Royal Dutch Shell Plc has won the approval of its shareholders to buy BG Group Plc, sealing its biggest acquisition amid the worst oil-industry slump since the global financial crisis.
More than 80% of Shell’s shareholders voted in favour of the transaction, the company has said in a regulatory statement. Most votes were cast by proxy while other investors met in The Hague last week.
The approval vindicates Shell’s belief that it can better ride out the market rout by combining with UK oil and gas producer BG.
Crude oil prices tumbling since the deal was announced in April last year prompted some shareholders to question whether it’s paying too much.
Yet chief executive officer Ben Van Beurden has said the acquisition will boost cash flow and enhance Shell’s ability to pay dividends, while BG’s growing production will help bolster its declining output.
The planned acquisition, which will also make Shell the world’s biggest liquefied natural gas trader, now faces a vote by BG investors and a final court approval before the deal can close in mid-February.

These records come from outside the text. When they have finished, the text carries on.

mod common;

use cherry_tb::*;
use common::*;

const PLY: i32 = 29;

fn probe(prober: &TbProber, fen: &str, alpha: i32, beta: i32) -> (bool, TTData) {
    let tt = TTable::new(1);
    let mut ent = TTData::default();
    let found = prober.tb_probe(&chess(fen), PLY, Score(alpha), Score(beta), &tt, &mut ent);

    (found, ent)
}

/*----------------------------------------------------------------*/

#[test]
fn test_dtz_frustrated_draw() {
    setup();

    const FEN: &str = "8/8/3pk3/8/8/3NK3/3N4/8 w - - 70 1";
    let prober = prober(None, Some(MockSyzygy::new(5).with(FEN, 2, Some(38))));

    let pos = chess(FEN);
    let tt = TTable::new(1);
    let mut ent = TTData::default();

    for (alpha, beta) in [(-MATE.0, MATE.0), (-15, 15)] {
        ent.clear();

        assert!(prober.tb_probe(&pos, PLY, Score(alpha), Score(beta), &tt, &mut ent));
        assert_eq!(ent.bound(), TTBound::Exact);
        assert_eq!(ent.score(PLY), 0);
        assert_eq!(ent.eval_score(), 8);
    }
}

#[test]
fn test_cursed_win_uses_dtm_distance() {
    setup();

    const FEN: &str = "8/8/4k1N1/p7/8/8/3N2K1/8 w - - 0 1";
    let prober = prober(
        Some(MockGaviota::new(5).with(FEN, GtbInfo::WhiteMates, 193)),
        Some(MockSyzygy::new(5).with(FEN, 1, Some(116))),
    );

    let (found, ent) = probe(&prober, FEN, -MATE.0, MATE.0);
    assert!(found);
    assert_eq!(ent.bound(), TTBound::Exact);
    assert_eq!(ent.score(PLY), 0);
    assert_eq!(ent.eval_score(), 93);

    let (found, ent) = probe(&prober, FEN, -15, 15);
    assert!(found);
    assert_eq!(ent.bound(), TTBound::Exact);
    assert_eq!(ent.score(PLY), 0);
    assert_eq!(ent.eval_score(), prober.params().max_frustrated_dist);
}

#[test]
fn test_dtm_beyond_rule50() {
    setup();

    const FEN: &str = "1R5Q/8/6k1/8/4q3/8/8/K7 b - - 0 1";
    let prober = prober(Some(MockGaviota::new(5).with(FEN, GtbInfo::WhiteMates, 114)), None);

    let (found, ent) = probe(&prober, FEN, -MATE.0, MATE.0);
    assert!(found);
    assert_eq!(ent.bound(), TTBound::UpperBound);
    assert_eq!(ent.score(PLY), 0);
    assert_eq!(ent.eval_score(), -14);
}

#[test]
fn test_dtm_within_rule50() {
    setup();

    const FEN: &str = "R5Q1/8/6k1/8/4q3/8/8/K7 b - - 0 1";
    let prober = prober(
        Some(MockGaviota::new(5).with(FEN, GtbInfo::WhiteMates, 22)),
        Some(MockSyzygy::new(5).with(FEN, -2, Some(-21))),
    );

    let (found, ent) = probe(&prober, FEN, -MATE.0, MATE.0);
    assert!(found);
    assert_eq!(ent.bound(), TTBound::Exact);
    assert_eq!(ent.score(PLY), -(MATE0 - PLY - 23));

    let (found, ent) = probe(&prober, FEN, -10, 10);
    assert!(found);
    assert_eq!(ent.bound(), TTBound::UpperBound);
    assert!(ent.score(PLY).is_loss());
}

#[test]
fn test_mate_in_one() {
    setup();

    for hmc in [0, 99] {
        let fen = format!("8/8/4B3/8/kBK5/8/8/8 w - - {} 1", hmc);
        let prober = prober(
            Some(MockGaviota::new(5).with(&fen, GtbInfo::WhiteMates, 1)),
            Some(MockSyzygy::new(5).with(&fen, 2, Some(1))),
        );

        let (found, ent) = probe(&prober, &fen, -MATE.0, MATE.0);
        assert!(found);
        assert_eq!(ent.bound(), TTBound::Exact);
        assert_eq!(ent.score(PLY), MATE0 - 2 - PLY);
    }

    const FEN: &str = "8/8/4B3/8/kBK5/8/8/8 w - - 99 1";
    let prober = prober(None, Some(MockSyzygy::new(5).with(FEN, 2, Some(1))));

    let (found, _) = probe(&prober, FEN, -MATE.0, MATE.0);
    assert!(!found);
}

#[test]
fn test_untrusted_wdl_bounds() {
    setup();

    const FEN: &str = "1R5Q/8/6k1/8/4q3/8/8/K7 b - - 5 1";
    let prober = prober(None, Some(MockSyzygy::new(5).with(FEN, -2, None)));

    let (found, ent) = probe(&prober, FEN, 5, 10);
    assert!(found);
    assert_eq!(ent.bound(), TTBound::UpperBound);
    assert_eq!(ent.score(PLY), 0);

    const WIN: &str = "8/8/3pk3/8/8/3NK3/3N4/8 w - - 5 1";
    let prober = common::prober(None, Some(MockSyzygy::new(5).with(WIN, 2, None)));

    let (found, ent) = probe(&prober, WIN, -10, 0);
    assert!(found);
    assert_eq!(ent.bound(), TTBound::LowerBound);
    assert_eq!(ent.score(PLY), 0);
}

#[test]
fn test_cached_dtm() {
    setup();

    const FEN: &str = "8/8/4B3/8/kBK5/8/8/8 w - - 0 1";
    let prober = prober(None, None);
    let tt = TTable::new(1);
    let pos = chess(FEN);

    tt.store_dtm(&pos, PLY, Score::mate(PLY + 2));

    let mut ent = TTData::default();
    assert!(prober.tb_probe(&pos, PLY, -MATE, MATE, &tt, &mut ent));
    assert_eq!(ent.bound(), TTBound::Exact);
    assert_eq!(ent.score(PLY), Score::mate(PLY + 2));

    let mut ent = TTData::default();
    assert!(prober.tb_probe(&pos, 3, -MATE, MATE, &tt, &mut ent));
    assert_eq!(ent.score(3), Score::mate(5));
    assert_eq!(prober.dtm_probe(&pos, 3, &tt), Some(Score::mate(5)));
}

#[test]
fn test_wdl_stage_marks_frustrated() {
    setup();

    const FEN: &str = "8/8/4k1N1/p7/8/8/3N2K1/8 w - - 0 1";
    let prober = prober(None, Some(MockSyzygy::new(5).with(FEN, 1, Some(116))));
    let pos = chess(FEN);
    let tt = TTable::new(1);

    let req = ProbeRequest {
        pos: &pos,
        ply: PLY,
        alpha: -MATE,
        beta: MATE,
        hmc: 0,
        n_pieces: 5,
    };
    let mut ent = TTData::default();
    let mut acc = ProbeAccumulator::default();

    assert_eq!(prober.run_stage(ProbeStage::CachedDtm, &req, &tt, &mut ent, &mut acc), StageResult::NotApplicable);
    assert_eq!(prober.run_stage(ProbeStage::Wdl, &req, &tt, &mut ent, &mut acc), StageResult::Inconclusive);
    assert!(acc.has_result);
    assert!(acc.frustrated);

    assert_eq!(prober.run_stage(ProbeStage::DtmFirst, &req, &tt, &mut ent, &mut acc), StageResult::NotApplicable);
    assert!(acc.dtm_first);
    assert_eq!(prober.run_stage(ProbeStage::Dtz, &req, &tt, &mut ent, &mut acc), StageResult::Resolved);
    assert_eq!(ent.eval_score(), prober.params().max_frustrated_dist);
}

#[test]
fn test_without_tables() {
    setup();

    let prober = prober(None, None);
    let (found, _) = probe(&prober, "8/8/4B3/8/kBK5/8/8/8 w - - 0 1", -MATE.0, MATE.0);

    assert!(!found);
    assert!(!prober.tb_enabled());
}

#[test]
fn test_table_sizes() {
    let prober = prober(Some(MockGaviota::new(5)), Some(MockSyzygy::new(6)));

    assert!(prober.tb_enabled());
    assert_eq!(prober.gtb_max_pieces(), 5);
    assert_eq!(prober.rtb_max_pieces(), 6);
    assert_eq!(prober.max_pieces(), 6);
}

#[test]
fn test_dtz_one_past_horizon() {
    setup();

    const FEN: &str = "8/8/3pk3/8/8/3NK3/3N4/8 w - - 98 1";
    let prober = prober(None, Some(MockSyzygy::new(5).with(FEN, 2, Some(3))));

    let (found, ent) = probe(&prober, FEN, -MATE.0, MATE.0);
    assert!(found);
    assert_eq!(ent.bound(), TTBound::Exact);
    assert_eq!(ent.score(PLY), 0);
    assert_eq!(ent.eval_score(), 1);
}

#[test]
fn test_repeated_probe() {
    setup();

    const FEN: &str = "R5Q1/8/6k1/8/4q3/8/8/K7 b - - 0 1";
    let prober = prober(
        Some(MockGaviota::new(5).with(FEN, GtbInfo::WhiteMates, 22)),
        Some(MockSyzygy::new(5).with(FEN, -2, Some(-21))),
    );

    for (alpha, beta) in [(-MATE.0, MATE.0), (-10, 10)] {
        let first = probe(&prober, FEN, alpha, beta);
        let second = probe(&prober, FEN, alpha, beta);

        assert_eq!(first.0, second.0);
        assert_eq!(first.1.to_bits(), second.1.to_bits());
    }
}

#[test]
fn test_prober_is_shareable() {
    fn assert_send_sync<T: Send + Sync>() {}

    assert_send_sync::<TbProber>();
    assert_send_sync::<SubMateCache>();
    assert_send_sync::<TTable>();
}

#[test]
fn test_dtz_mate_estimate() {
    setup();

    const FEN: &str = "8/8/3pk3/8/8/3NK3/3N4/8 w - - 5 1";
    let prober = prober(None, Some(MockSyzygy::new(5).with(FEN, 2, Some(7))));
    let sub_mate = prober.max_sub_mate(&chess(FEN));

    let (found, ent) = probe(&prober, FEN, -10, 10);
    assert!(found);
    assert_eq!(ent.bound(), TTBound::LowerBound);
    assert_eq!(ent.score(PLY), MATE0 - PLY - (sub_mate + 7) - 2);
    assert!(ent.score(PLY).is_win());
}

#[test]
fn test_short_dtz_near_horizon() {
    setup();

    const MATE_IN_ONE: &str = "8/8/4B3/8/kBK5/8/8/8 w - - 0 1";

    let fen = MATE_IN_ONE.replace(" 0 1", " 99 1");
    let prober = prober(None, Some(MockSyzygy::new(5).with(&fen, 2, Some(2))));
    let (found, _) = probe(&prober, &fen, -MATE.0, MATE.0);
    assert!(!found);

    let fen = MATE_IN_ONE.replace(" 0 1", " 100 1");
    let (found, ent) = probe(&prober, &fen, -MATE.0, MATE.0);
    assert!(found);
    assert_eq!(ent.bound(), TTBound::Exact);
    assert_eq!(ent.score(PLY), 0);
    assert_eq!(ent.eval_score(), 2);
}

#[test]
fn test_forced_en_passant() {
    setup();

    // exd6 is the only legal move.
    const FORCED_EP: &str = "8/8/4b3/3pP3/8/6k1/7p/7K w - d6 0 1";
    const CAPTURED: &str = "8/8/3Pb3/8/8/6k1/7p/7K b - - 0 1";

    let pos = chess(FORCED_EP);
    let child = chess(CAPTURED);
    let tt = TTable::new(1);

    let prober = prober(
        Some(MockGaviota::new(6)
            .with(FORCED_EP, GtbInfo::Draw, 0)
            .with(CAPTURED, GtbInfo::BlackMates, 10)),
        None,
    );

    let child_score = prober.gtb_probe_dtm(&child, PLY + 1).unwrap();
    assert_eq!(child_score, Score::mate(PLY + 12));
    assert_eq!(prober.gtb_probe_dtm(&pos, PLY), Some(-child_score));
    assert_eq!(prober.dtm_probe(&pos, PLY, &tt), Some(-child_score));

    let prober = common::prober(Some(MockGaviota::new(6).with(FORCED_EP, GtbInfo::Draw, 0)), None);
    assert_eq!(prober.gtb_probe_dtm(&pos, PLY), None);
    assert_eq!(prober.gtb_probe_wdl(&pos, PLY), None);
}
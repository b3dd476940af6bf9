use std::{collections::HashMap, sync::LazyLock};
use crate::*;
use super::tables::{MAX_DTM_TABLE, MAX_DTZ_TABLE};

/*----------------------------------------------------------------*/

/// Cost charged for a composition missing from the DTZ table.
pub const DEFAULT_MAX_DTZ: i32 = 100;

static MAX_DTM: LazyLock<HashMap<MaterialId, i32>> = LazyLock::new(|| load("max DTM", MAX_DTM_TABLE));
static MAX_DTZ: LazyLock<HashMap<MaterialId, i32>> = LazyLock::new(|| load("max DTZ", MAX_DTZ_TABLE));

fn load(name: &str, table: &[(u64, i32)]) -> HashMap<MaterialId, i32> {
    let mut map = HashMap::with_capacity(table.len() * 2);

    for &(id, value) in table {
        let id = MaterialId(id);

        map.insert(id, value);
        map.insert(id.mirror(), value);
    }

    log::debug!("Loaded {} {} bounds", map.len(), name);
    map
}

/// Forces both bound tables to load.
pub fn init_bounds() {
    LazyLock::force(&MAX_DTM);
    LazyLock::force(&MAX_DTZ);
}

/*----------------------------------------------------------------*/

/// Worst-case mate score the winning side of a Gaviota WDL win can expect,
/// or `None` when the composition was never measured.
#[inline]
pub fn max_dtm(id: MaterialId) -> Option<i32> {
    MAX_DTM.get(&id).copied()
}

/// Plies charged for one Syzygy DTZ phase of this composition.
#[inline]
pub fn max_dtz(id: MaterialId) -> i32 {
    match MAX_DTZ.get(&id) {
        None => DEFAULT_MAX_DTZ,
        Some(&value) if value < 0 => 0,
        Some(&value) => (value + 2).min(DEFAULT_MAX_DTZ),
    }
}

/// Whether DTZ values for this composition may be off by one.
#[inline]
pub fn approx_dtz(id: MaterialId) -> bool {
    MAX_DTZ.get(&id).is_none_or(|&value| value != DEFAULT_MAX_DTZ)
}

/*----------------------------------------------------------------*/
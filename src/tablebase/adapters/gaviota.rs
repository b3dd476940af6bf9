use arrayvec::ArrayVec;
use shakmaty::{CastlingSide, Chess, Color, Position, Role, Square};
use crate::*;

/*----------------------------------------------------------------*/

pub const GTB_WOO: u8 = 8;
pub const GTB_WOOO: u8 = 4;
pub const GTB_BOO: u8 = 2;
pub const GTB_BOOO: u8 = 1;

/// Verdict of a Gaviota probe, from white's point of view.
#[derive(Debug, Copy, Clone, PartialEq, Eq, Hash)]
pub enum GtbInfo {
    Draw,
    WhiteMates,
    BlackMates,
}

/// Query in the shape the Gaviota probing code expects.
#[derive(Debug, Clone, PartialEq, Eq, Hash)]
pub struct GtbProbeData {
    pub stm: Color,
    pub ep_square: Option<Square>,
    pub castles: u8,
    pub white: ArrayVec<(Square, Role), 16>,
    pub black: ArrayVec<(Square, Role), 16>,
    pub material: MaterialId,
}

impl GtbProbeData {
    pub fn new(pos: &Chess) -> GtbProbeData {
        let board = pos.board();
        let castles = pos.castles();
        let mut mask = 0;

        if castles.has(Color::White, CastlingSide::KingSide) { mask |= GTB_WOO; }
        if castles.has(Color::White, CastlingSide::QueenSide) { mask |= GTB_WOOO; }
        if castles.has(Color::Black, CastlingSide::KingSide) { mask |= GTB_BOO; }
        if castles.has(Color::Black, CastlingSide::QueenSide) { mask |= GTB_BOOO; }

        let pieces = |color: Color| {
            board.by_color(color)
                .into_iter()
                .filter_map(|sq| board.role_at(sq).map(|role| (sq, role)))
                .collect::<ArrayVec<_, 16>>()
        };

        GtbProbeData {
            stm: pos.turn(),
            ep_square: pos.ep_target(),
            castles: mask,
            white: pieces(Color::White),
            black: pieces(Color::Black),
            material: pos.material_id(),
        }
    }
}

/*----------------------------------------------------------------*/

/// Raw access to a set of Gaviota DTM tables.
pub trait GaviotaTables: Send + Sync {
    /// Largest piece count, kings included, with all tables present.
    fn max_pieces(&self) -> u32;

    /// Verdict and distance to mate in plies.
    fn probe_dtm(&self, data: &GtbProbeData) -> Option<(GtbInfo, u32)>;

    fn probe_wdl(&self, data: &GtbProbeData) -> Option<GtbInfo>;
}

#[inline]
fn from_stm(data: &GtbProbeData, score: Score) -> Score {
    match data.stm {
        Color::White => score,
        Color::Black => -score,
    }
}

/// Converts a raw DTM result into a root-relative score for the side to move.
pub fn gtb_dtm_score(data: &GtbProbeData, ply: i32, info: GtbInfo, plies: u32) -> Score {
    let score = match info {
        GtbInfo::Draw => Score::ZERO,
        GtbInfo::WhiteMates => Score::mate(ply + plies as i32 + 1),
        GtbInfo::BlackMates => -Score::mate(ply + plies as i32 + 1),
    };

    from_stm(data, score)
}

/// Converts a raw WDL result using the longest known mate of the composition.
/// Compositions without a measured bound give no result.
pub fn gtb_wdl_score(data: &GtbProbeData, ply: i32, info: GtbInfo) -> Option<Score> {
    let score = match info {
        GtbInfo::Draw => Score::ZERO,
        GtbInfo::WhiteMates => Score(max_dtm(data.material)? - ply),
        GtbInfo::BlackMates => -Score(max_dtm(data.material)? - ply),
    };

    Some(from_stm(data, score))
}

/*----------------------------------------------------------------*/

#[cfg(test)]
mod tests {
    use shakmaty::{fen::Fen, CastlingMode};
    use super::*;

    fn chess(fen: &str) -> Chess {
        fen.parse::<Fen>().unwrap().into_position(CastlingMode::Standard).unwrap()
    }

    #[test]
    fn test_probe_data() {
        let data = GtbProbeData::new(&chess("r3k2r/8/8/8/8/8/8/4K2R b Kq - 0 1"));

        assert_eq!(data.stm, Color::Black);
        assert_eq!(data.castles, GTB_WOO | GTB_BOOO);
        assert_eq!(data.ep_square, None);
        assert_eq!(data.white.len(), 2);
        assert_eq!(data.black.len(), 3);
        assert!(data.white.contains(&(Square::E1, Role::King)));
        assert!(data.black.contains(&(Square::H8, Role::Rook)));
    }

    #[test]
    fn test_dtm_score() {
        let white = GtbProbeData::new(&chess("8/8/4B3/8/kBK5/8/8/8 w - - 0 1"));
        let black = GtbProbeData::new(&chess("R5Q1/8/6k1/8/4q3/8/8/K7 b - - 0 1"));

        assert_eq!(gtb_dtm_score(&white, 0, GtbInfo::WhiteMates, 1), Score(MATE0 - 2));
        assert_eq!(gtb_dtm_score(&white, 5, GtbInfo::Draw, 0), Score::ZERO);
        assert_eq!(gtb_dtm_score(&black, 29, GtbInfo::WhiteMates, 22), Score(-(MATE0 - 29 - 23)));
        assert_eq!(gtb_dtm_score(&black, 29, GtbInfo::BlackMates, 22), Score(MATE0 - 29 - 23));
    }

    #[test]
    fn test_wdl_score() {
        let data = GtbProbeData::new(&chess("1R5Q/8/6k1/8/4q3/8/8/K7 b - - 0 1"));

        assert_eq!(gtb_wdl_score(&data, 29, GtbInfo::WhiteMates), Some(Score(-(31865 - 29))));
        assert_eq!(gtb_wdl_score(&data, 0, GtbInfo::Draw), Some(Score::ZERO));

        let data = GtbProbeData::new(&chess("4k3/8/8/8/8/8/8/QQQQK3 b - - 0 1"));
        assert_eq!(gtb_wdl_score(&data, 0, GtbInfo::WhiteMates), None);
    }
}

Benchmark Brent crude has lost almost half its value since the purchase was announced and now trades near $30 a barrel. That slump, which Shell has said may be prolonged, means the company may need longer to make a profit on the acquisition.
It said last month it will break even when Brent reaches the low $60s, and add to operating cash flow per share at $50 this year. Brent for delivery in December 2020 is currently at about $50 a barrel.
Shell bid $0.4454 of its B shares and 383 pence for each BG share in April, valuing the transaction at $70bn and offering a 50% premium.
As Shell’s stock has dropped with the oil price, the deal’s value has declined to about $51bn.